Posted by ksvt on October 27, 2000, at 22:11:55

In reply to Re: labels » Ted, posted by allisonm on October 27, 2000, at 7:00:13


Alisonm - for me the worst thing about really being depressed is that it has such a permanent feel. We also have had such bad experiences, that we're constantly looking over our shoulders waiting for that next episode to hit, and not knowing how long it will hang around. The first time my shrink used the term "chronic" I pretty much freaked because, like you, I felt that it was sort of a life sentence. I try to stay away from those labels when I can because I think they really are scary and not particularly helpful. I'm far better off when I'm not thinking and speculating about my long term prognosis. Over time, I've learned that even if depression is a part of my daily life, there are degrees of depression. Sometimes it feels pretty debilitating, but sometimes it's there in the background but I'm able to handle it better. When I'm real depressed, I try to remember that the most acute feelings do go away, regardless of how permanent they seem at that moment. I also sometimes try to think of it like a wave I've been caught in. I just have to ride the wave until it hits shore - I may not be able to control it alot, but it will hit and I will be able to come up for air. I feel really bad for you because I can identify so well with everything you are writing about. Try to hang in there because I know you won't feel exactly as you do now forever. ksvt


Ted,
> Yes I tried lithium for 6 months to augment Remeron. It hated it. I could not stop the weight gain no matter how much I exercised or watched what I ate. I had diarrhea every day at 11 a.m. and in the afternoon. I could set my clock to it.
>
> I have not tried lamictal, zyprexa, or the other antipsychotics.
>
> < < Is it possible for you to really relax and de-stress?
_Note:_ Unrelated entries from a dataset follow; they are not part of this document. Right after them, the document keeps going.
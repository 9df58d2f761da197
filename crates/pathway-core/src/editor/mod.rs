//! Interactive editing of a process's route graph.
//!
//! A [`GraphEditor`] borrows one process's routes and layout for the length of
//! an editing session and applies discrete gestures to them. Gestures that
//! would break the graph's vertical ordering are rejected in place: the call
//! returns `false` and nothing changes.

mod clipboard;
mod geometry;

pub use clipboard::CopiedModuleMap;
pub use geometry::{distance_to_segment, in_module_rect};

use serde::{Deserialize, Serialize};

use crate::config::{EditorGeometry, LayoutConfig};
use crate::error::Result;
use crate::graph::{ModuleLayout, Position, lay_out};
use crate::model::{Module, ModulePair};

/// Selection state of an editing session.
#[derive(Debug, Clone, Copy, PartialEq, Eq, Default, Serialize, Deserialize)]
#[serde(rename_all = "snake_case")]
pub enum EditorState {
    /// Nothing selected.
    #[default]
    Idle,
    /// A positioned module is selected.
    ModuleSelected(Module),
    /// The route at this index is selected.
    EdgeSelected(usize),
    /// A tentative route is being dragged out of `source` towards `target`.
    ProjectingPath { source: Module, target: Position },
}

/// An editing session over one process's routes and layout.
pub struct GraphEditor<'a> {
    /// Routes of the process being edited
    pairs: &'a mut Vec<ModulePair>,
    /// Positions of the process's modules
    layout: &'a mut ModuleLayout,
    /// Module size and edge hit tolerances
    geometry: EditorGeometry,
    /// Current selection
    state: EditorState,
}

impl<'a> GraphEditor<'a> {
    /// Start a session with nothing selected.
    pub fn new(
        pairs: &'a mut Vec<ModulePair>,
        layout: &'a mut ModuleLayout,
        geometry: EditorGeometry,
    ) -> Self {
        Self {
            pairs,
            layout,
            geometry,
            state: EditorState::Idle,
        }
    }

    pub fn state(&self) -> EditorState {
        self.state
    }

    pub fn pairs(&self) -> &[ModulePair] {
        self.pairs.as_slice()
    }

    pub fn layout(&self) -> &ModuleLayout {
        &*self.layout
    }

    /// Current position of `module`.
    pub fn position(&self, module: Module) -> Option<Position> {
        self.layout.get(module)
    }

    /// The selected module, including the source of a projected path.
    pub fn selected_module(&self) -> Option<Module> {
        match self.state {
            EditorState::ModuleSelected(module) => Some(module),
            EditorState::ProjectingPath { source, .. } => Some(source),
            _ => None,
        }
    }

    /// Index of the selected route.
    pub fn selected_edge(&self) -> Option<usize> {
        match self.state {
            EditorState::EdgeSelected(index) => Some(index),
            _ => None,
        }
    }

    /// Select a module, or clear the selection with `None`.
    ///
    /// A module without a position cannot be selected and leaves the session idle.
    pub fn select(&mut self, module: Option<Module>) {
        self.state = match module {
            Some(module) if self.layout.contains(module) => EditorState::ModuleSelected(module),
            _ => EditorState::Idle,
        };
    }

    /// Select a route by index, or clear the selection with `None`.
    pub fn select_edge(&mut self, index: Option<usize>) {
        self.state = match index {
            Some(index) if index < self.pairs.len() => EditorState::EdgeSelected(index),
            _ => EditorState::Idle,
        };
    }

    /// Move the selected module by `(dx, dy)`.
    ///
    /// The move is applied whole or not at all. It is refused when any route
    /// touching the module would stop pointing downwards, when a step would
    /// leave the band between `Start` and `End`, or when `Start` (`End`) would
    /// stop being strictly above (below) every other module.
    pub fn move_selected(&mut self, dx: i32, dy: i32) -> bool {
        let EditorState::ModuleSelected(module) = self.state else {
            return false;
        };
        let Some(current) = self.layout.get(module) else {
            return false;
        };
        let Some(candidate) = current.offset(dx, dy) else {
            tracing::debug!("Refused to move {} off the canvas", module);
            return false;
        };
        if !self.can_place(module, candidate.y) {
            tracing::debug!("Refused to move {} to {}", module, candidate);
            return false;
        }
        self.layout.insert(module, candidate);
        true
    }

    /// Whether `module` may sit at height `y` given the rest of the layout.
    fn can_place(&self, module: Module, y: i32) -> bool {
        let others = || {
            self.layout
                .iter()
                .filter(move |(other, _)| *other != module)
                .map(|(_, pos)| pos.y)
        };
        let placed = match module {
            Module::Start => others().all(|other| other > y),
            Module::End => others().all(|other| other < y),
            Module::Step(_) => {
                self.layout.get(Module::Start).is_none_or(|start| start.y < y)
                    && self.layout.get(Module::End).is_none_or(|end| end.y > y)
            }
        };
        if !placed {
            return false;
        }

        let y_of = |m: Module| {
            if m == module {
                Some(y)
            } else {
                self.layout.get(m).map(|pos| pos.y)
            }
        };
        self.pairs
            .iter()
            .filter(|pair| pair.touches(module))
            .all(|pair| match (y_of(pair.from), y_of(pair.to)) {
                (Some(from), Some(to)) => from < to,
                _ => true,
            })
    }

    /// Place `module` on the canvas and select it.
    ///
    /// A module that already has a position is simply selected. Sentinels
    /// cannot be added. `y` is clamped to lie strictly between `Start` and
    /// `End`; if there is no integer between them the call fails.
    pub fn add_module(&mut self, module: Module, x: i32, y: i32) -> bool {
        if self.layout.contains(module) {
            self.select(Some(module));
            return true;
        }
        if module.is_endpoint() {
            return false;
        }
        let (Some(start), Some(end)) = (
            self.layout.get(Module::Start),
            self.layout.get(Module::End),
        ) else {
            return false;
        };
        let (Some(low), Some(high)) = (start.y.checked_add(1), end.y.checked_sub(1)) else {
            return false;
        };
        if low > high {
            return false;
        }
        let y = y.clamp(low, high);
        self.layout.insert(module, Position::new(x, y));
        self.state = EditorState::ModuleSelected(module);
        true
    }

    /// Delete the selected module or route.
    ///
    /// Deleting a module also deletes every route touching it. Sentinels
    /// cannot be deleted.
    pub fn delete_selected(&mut self) -> bool {
        match self.state {
            EditorState::ModuleSelected(module) | EditorState::ProjectingPath { source: module, .. } => {
                if module.is_endpoint() {
                    return false;
                }
                self.pairs.retain(|pair| !pair.touches(module));
                self.layout.remove(module);
            }
            EditorState::EdgeSelected(index) => {
                if index >= self.pairs.len() {
                    return false;
                }
                self.pairs.remove(index);
            }
            EditorState::Idle => return false,
        }
        self.state = EditorState::Idle;
        true
    }

    /// Flip whether the selected route is part of the default path.
    pub fn toggle_selected_edge_default(&mut self) -> bool {
        let Some(pair) = self.selected_edge().and_then(|i| self.pairs.get_mut(i)) else {
            return false;
        };
        pair.is_default = !pair.is_default;
        true
    }

    /// Drag a tentative route from the selected module towards `(x, y)`.
    ///
    /// Repeated calls just move the target.
    pub fn project_path(&mut self, x: i32, y: i32) -> bool {
        let Some(source) = self.selected_module() else {
            return false;
        };
        self.state = EditorState::ProjectingPath {
            source,
            target: Position::new(x, y),
        };
        true
    }

    /// The module under the projected path's target point.
    pub fn projected_target(&self) -> Option<Module> {
        match self.state {
            EditorState::ProjectingPath { target, .. } => self.module_at(target.x, target.y),
            _ => None,
        }
    }

    /// Whether releasing the projected path now would create a route.
    ///
    /// The target must be a module other than the source and `Start`, lie
    /// strictly below the source, and not already be joined from it. `End`
    /// can never be a source.
    pub fn is_path_strong(&self) -> bool {
        let EditorState::ProjectingPath { source, .. } = self.state else {
            return false;
        };
        if source == Module::End {
            return false;
        }
        let Some(target) = self.projected_target() else {
            return false;
        };
        if target == source || target == Module::Start {
            return false;
        }
        let (Some(from), Some(to)) = (self.layout.get(source), self.layout.get(target)) else {
            return false;
        };
        to.y > from.y && !self.pairs.iter().any(|pair| pair.connects(source, target))
    }

    /// Finish the projected path.
    ///
    /// A strong path becomes a new route, which is then selected. Otherwise
    /// the projection is dropped and the source stays selected. Returns whether
    /// a route was added.
    pub fn release_projected_path(&mut self, mark_default: bool) -> bool {
        let EditorState::ProjectingPath { source, .. } = self.state else {
            return false;
        };
        let target = self.projected_target().filter(|_| self.is_path_strong());
        match target {
            Some(target) => {
                self.pairs.push(ModulePair::new(source, target, mark_default));
                self.state = EditorState::EdgeSelected(self.pairs.len() - 1);
                tracing::debug!("Added route {} -> {}", source, target);
                true
            }
            None => {
                self.state = EditorState::ModuleSelected(source);
                false
            }
        }
    }

    /// Drop the projected path, keeping its source selected.
    pub fn cancel_projected_path(&mut self) -> bool {
        let EditorState::ProjectingPath { source, .. } = self.state else {
            return false;
        };
        self.state = EditorState::ModuleSelected(source);
        true
    }

    /// The first module whose rectangle contains `(x, y)`.
    pub fn module_at(&self, x: i32, y: i32) -> Option<Module> {
        self.layout
            .iter()
            .find(|(_, pos)| in_module_rect(x, y, *pos, &self.geometry))
            .map(|(module, _)| module)
    }

    /// Index of the route closest to `(x, y)` within the hit threshold.
    pub fn edge_at(&self, x: i32, y: i32) -> Option<usize> {
        let mut best = None;
        let mut best_distance = self.geometry.edge_hit_threshold;
        for (index, pair) in self.pairs.iter().enumerate() {
            let (Some(from), Some(to)) = (self.layout.from_of(pair), self.layout.to_of(pair)) else {
                continue;
            };
            let Some(distance) =
                distance_to_segment(x, y, from, to, self.geometry.edge_hit_margin)
            else {
                continue;
            };
            if distance < best_distance {
                best = Some(index);
                best_distance = distance;
            }
        }
        best
    }

    /// Replace the layout with a fresh automatic one.
    ///
    /// On failure the layout is left as it was. A selected module keeps its
    /// selection only if it is still positioned.
    pub fn auto_layout(&mut self, config: &LayoutConfig) -> Result<()> {
        *self.layout = lay_out(self.pairs.as_slice(), config)?;
        if self
            .selected_module()
            .is_some_and(|module| !self.layout.contains(module))
        {
            self.state = EditorState::Idle;
        }
        Ok(())
    }
}
//! Route graph ordering and layout.
//!
//! This module provides:
//! - Topological sorting with cycle detection
//! - Row partitioning of a sorted route graph
//! - Position assignment for each row
//! - A per-process cache of computed layouts

mod cache;
mod layout;
mod sort;

pub use cache::{LayoutCache, LayoutLookup};
pub use layout::{ModuleLayout, Position, lay_out, lay_out_modules, rows};
pub use sort::{TopologicalSorter, topological_sort};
Sometimes exercise helps (but it ain't no cure). > >
> Work has been difficult and stressful for the last 8 months or more. About the only thing that helps with stress is taking a day off. weekends don't do it.
>
> < < Do you get any support from those around you? > > Not much. My mother died of her alcoholism two years ago and within two weeks of when my husband left me. I am an only child. My father doesn't think I should be taking these drugs or going to a doctor because I'm the most "level-headed girl" he knows, so I can't talk to him. I have a friend I email a lot who has depression who has been a great help. My best friend is supportive but she is meeting with HR today(at their request) to see if she still has a job because her boss doesn't like her and she's pregnant unexpectedly after losing her baby last March, so she's under a TON of stress and I don't want to burden her. My other best friend does not understand depression, doesn't see why I'm on drugs and just thinks I should think positively. That's my support system. I used to talk to my boss because she's had depression, but she just tried to get me to take a medical leave because she didn't like the way I was reacting to her ridiculous projects and management, so I don't dare mention anything -- especially difficulties. She's afraid for her job right now, too, so her energies are going into keeping employed, not helping others. My weekly sessions wiith my psychiatrist are the best support I have. It's sad when you have to pay someone to listen to you.
>
> < < What I did in the distant past was just go to where lots of people were, like the park or library, and just read. I felt better just being out and about instead of hiding in my apartment. > >
> When I am feeling bad I stay away from people -- even friends. I feel dark and self-conscious and reluctant to interact. When I do I am prone to biting their heads off.